Santos-Burgoa also asked about the issue of soil erosion and other potential impacts in countries where forests are being clear cut to provide land for growing crops to produce biofuels. Gruenspecht answered that converting any biome to a farming biome has “a huge energy cost, a huge cost in soil carbon, a huge cost in erosion, all those things.” The same thing is true for cutting down rainforest to grow sugarcane as for cutting down deciduous forest to put in a shopping mall. “There’s a huge cost environmentally, and it needs to be taken into account. Usually, we don’t bother to worry about it. We should,” Gruenspecht said.
Catherine Kling from Iowa State University commented that it is not clear that all of the food prices seen around the world can be attributed to the biofuels mandates. The literature clearly indicates that biofuels production has had some effect, “but there also have been some important droughts, and there have been some very bad policies that foreign governments have undertaken in response to price increases, such closing markets, which actually aggravated it.”
More broadly, she said, it is important to look carefully at the connection between ethanol production and food prices and also the connection between food prices and health. First, she noted, “Corn went from $4 in 2007 to about $7 now. That cannot translate into a tripling of food prices. So I’m not quite sure where that number comes from, but I’d just be a little careful about some of those world prices.”

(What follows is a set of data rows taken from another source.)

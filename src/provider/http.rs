//! HTTP helpers: SSE parsing and error-body translation.

use serde::Deserialize;

use crate::error::{FailureKind, ProviderFailure, ProviderStatus};

/// Parse an SSE "data:" line, returning None for "[DONE]".
pub fn parse_sse_data(line: &str) -> Option<&str> {
    let data = line
        .strip_prefix("data: ")
        .or_else(|| line.strip_prefix("data:"))?;
    if data == "[DONE]" {
        return None;
    }
    Some(data)
}

/// Splits a byte stream into SSE lines.
///
/// Bytes are buffered until a full line has arrived, so a multi-byte
/// character split across network chunks is decoded intact.
#[derive(Debug, Default)]
pub struct SseLineBuffer {
    pending: Vec<u8>,
}

impl SseLineBuffer {
    pub fn push(&mut self, bytes: &[u8]) {
        self.pending.extend_from_slice(bytes);
    }

    /// Next complete line, without its terminator.
    pub fn next_line(&mut self) -> Option<Result<String, std::str::Utf8Error>> {
        let end = self.pending.iter().position(|&byte| byte == b'\n')?;
        let line: Vec<u8> = self.pending.drain(..=end).collect();
        Some(decode_line(&line))
    }

    /// Whatever is left once the stream has ended.
    pub fn finish(&mut self) -> Option<Result<String, std::str::Utf8Error>> {
        if self.pending.is_empty() {
            return None;
        }
        let rest = std::mem::take(&mut self.pending);
        Some(decode_line(&rest))
    }
}

fn decode_line(bytes: &[u8]) -> Result<String, std::str::Utf8Error> {
    std::str::from_utf8(bytes).map(|line| line.trim().to_string())
}

#[derive(Deserialize)]
struct ErrorEnvelope {
    error: ErrorBody,
}

#[derive(Deserialize)]
struct ErrorBody {
    #[serde(default)]
    code: Option<u16>,
    #[serde(default)]
    message: Option<String>,
    #[serde(default)]
    status: Option<String>,
    #[serde(default)]
    details: Option<serde_json::Value>,
}

/// Translate a non-success HTTP response into a [`ProviderFailure`].
///
/// Google error bodies look like
/// `{"error": {"code": 400, "message": "...", "status": "INVALID_ARGUMENT"}}`;
/// anything else is kept verbatim as the message.
pub fn failure_from_status(http_status: u16, body: &str) -> ProviderFailure {
    let kind = match http_status {
        400..=499 => FailureKind::Client,
        500..=599 => FailureKind::Server,
        _ => FailureKind::Other,
    };

    let mut failure = ProviderFailure::new(kind, body.trim());
    failure.http_status = Some(http_status);

    if let Ok(envelope) = serde_json::from_str::<ErrorEnvelope>(body) {
        let error = envelope.error;
        if let Some(message) = error.message {
            failure.message = message;
        }
        failure.status = error.status.and_then(|status| status.parse::<ProviderStatus>().ok());
        failure.details = error.details;
        if let Some(code) = error.code.filter(|&code| code != http_status) {
            tracing::debug!(http_status, body_code = code, "error body code differs from HTTP status");
        }
    }
    if failure.message.is_empty() {
        failure.message = format!("HTTP {http_status}");
    }
    failure
}

/// Translate a transport-level error.
pub fn failure_from_reqwest(error: reqwest::Error) -> ProviderFailure {
    if error.is_timeout() || error.is_connect() || error.is_request() || error.is_body() {
        ProviderFailure::transport(error.to_string())
    } else if error.is_decode() {
        ProviderFailure::decode(error.to_string())
    } else {
        ProviderFailure::new(FailureKind::Other, error.to_string())
    }
}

Second, it is not clear that higher prices for corn are always a bad thing. In the United States, for instance, higher corn prices lead to higher prices for meat and corn sweetener, and if consumption of those two items drops it is probably good for health. “It’s a very different question if you’re looking at food prices internationally,” Kling continued. “There people don’t have heavy meat diets. There are places in the world where people are definitely starving and these food prices changes can be very significant.” Even so, she said, it is important to ask whether the right way to address that particular issue is to tinker with biofuels or whether it
would make more sense to provide more food aid, technology, lump-sum payments, or other ways to improve food security.
Panel member Al McGartland asked about the issue of transporting biofuels. “As I read some of the literature,” he said, “ethanol is largely transported by truck and not by pipeline. And I’m wondering if we’re going to expand biofuels, would that be an obstacle?” Gruenspecht explained that most ethanol is transported by rail or by truck. It is difficult to move through pipelines because of the presence of water in the pipelines. One option would be to use the second-generation biofuel biobutanol in place of ethanol, as it does not have the same problem with exposure to water. Biobutanol has a higher energy density than ethanol, but does not provide the same octane enhancement, Gruenspecht said. Other biofuels are also under consideration, but they have other issues. In short, there is no silver bullet that will solve the transport issue for biofuels. “There’s only silver buckshot, so we should be doing everything.” However, if there are a number of different types of biofuels, each with its own transportation infrastructures, that would become a constraint in and of itself, he said. “So, I think there are some real challenges related to those issues. But it’s just kind of hard to get into.”